Saturday, May 21, 2005

Remember back during the 2004 election campaign when Howard Dean delivered a speech before the Pacific Council and said that the U.S. wasn't any safer despite the recent capture of Saddam Hussein? He was roundly vilified by conservatives and even Democrats weren't so eager to embrace what he said. I wrote Dean was speaking the obvious truth and that terrorism experts seemed to agree with him. How far we've come since then. Iraq isn't even safer with Saddam in custody.

Washington is far behind in plans to pump $21 billion into Iraq's reconstruction, bogged down by an insurgency that has killed hundreds of contractors and diverted funds to security, a U.S. official said on Saturday.

"There is a long way to go. We recognize a lot of work needs to be done," said William Taylor, the U.S. official overseeing American rebuilding work in Iraq.

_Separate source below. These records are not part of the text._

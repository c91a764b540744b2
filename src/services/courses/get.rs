use actix_web::{HttpRequest, HttpResponse, Result as ActixResult};

use super::CourseService;
use crate::models::{ApiResponse, ErrorCode};
use crate::services::access::{current_user_id, ensure_owner};
use crate::services::{error_response, not_found};
use crate::storage::OwnedResource;

pub async fn get_course(
    service: &CourseService,
    request: &HttpRequest,
    course_id: i64,
) -> ActixResult<HttpResponse> {
    let storage = service.get_storage(request);
    let user_id = match current_user_id(request) {
        Ok(id) => id,
        Err(resp) => return Ok(resp),
    };
    if let Err(resp) = ensure_owner(&storage, user_id, OwnedResource::Course, course_id).await {
        return Ok(resp);
    }

    match storage.get_course_by_id(course_id).await {
        Ok(Some(course)) => Ok(HttpResponse::Ok()
            .json(ApiResponse::success(course, "Course retrieved successfully"))),
        Ok(None) => Ok(not_found(ErrorCode::CourseNotFound, "Course not found")),
        Err(e) => Ok(error_response(&e, ErrorCode::Conflict)),
    }
}
pub mod create;
pub mod delete;
pub mod get;
pub mod import;
pub mod list;
pub mod update;

use actix_multipart::Multipart;
use actix_web::{HttpRequest, HttpResponse, Result as ActixResult};

use crate::models::students::requests::{
    CreateStudentRequest, ImportStudentsRequest, StudentListParams, UpdateStudentRequest,
};

crate::services::lazy_service!(StudentService);

impl StudentService {
    pub async fn list_students(
        &self,
        request: &HttpRequest,
        query: StudentListParams,
    ) -> ActixResult<HttpResponse> {
        list::list_students(self, request, query).await
    }

    pub async fn create_student(
        &self,
        request: &HttpRequest,
        data: CreateStudentRequest,
    ) -> ActixResult<HttpResponse> {
        create::create_student(self, request, data).await
    }

    pub async fn get_student(
        &self,
        request: &HttpRequest,
        student_id: i64,
    ) -> ActixResult<HttpResponse> {
        get::get_student(self, request, student_id).await
    }

    pub async fn update_student(
        &self,
        request: &HttpRequest,
        student_id: i64,
        update: UpdateStudentRequest,
    ) -> ActixResult<HttpResponse> {
        update::update_student(self, request, student_id, update).await
    }

    pub async fn delete_student(
        &self,
        request: &HttpRequest,
        student_id: i64,
    ) -> ActixResult<HttpResponse> {
        delete::delete_student(self, request, student_id).await
    }

    // JSON 批量导入
    pub async fn import_students(
        &self,
        request: &HttpRequest,
        data: ImportStudentsRequest,
    ) -> ActixResult<HttpResponse> {
        import::import_students_json(self, request, data).await
    }

    // CSV 文件导入
    pub async fn import_students_csv(
        &self,
        request: &HttpRequest,
        payload: Multipart,
    ) -> ActixResult<HttpResponse> {
        import::import_students_csv(self, request, payload).await
    }
}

He told reporters it was still too early to predict when Iraqis will enjoy adequate electricity and other essential services — more than two years after the U.S.-led invasion.

Relentless guerrilla attacks have killed a 295 contractors for U.S. projects alone since reconstruction began, said Theresa Shope, spokeswoman for the Iraq Reconstruction Management Office.

Violence has forced foreign governments and companies to pump money into security, draining budgets and delaying rebuilding ventures after years of wars, United Nations trade sanctions and a state stranglehold on the economy.

Boosting the national electricity grid would help raise the spirits of Iraqis who have spent three straight summers battling stifling heat with erratic power for air conditioners.

But bloodshed has put a U.S. plan to improve the electricity grid on hold, Taylor said.

...

The chaos has worsened since a new government promising stability was announced last month.

Insurgents have killed more than 500 people with suicide bombings and other attacks, raising fears that the violence will erupt into a sectarian civil war.

Iraq's Interior Minister Bayan Jabor shed light on the security crisis in Iraq during a news conference on Saturday.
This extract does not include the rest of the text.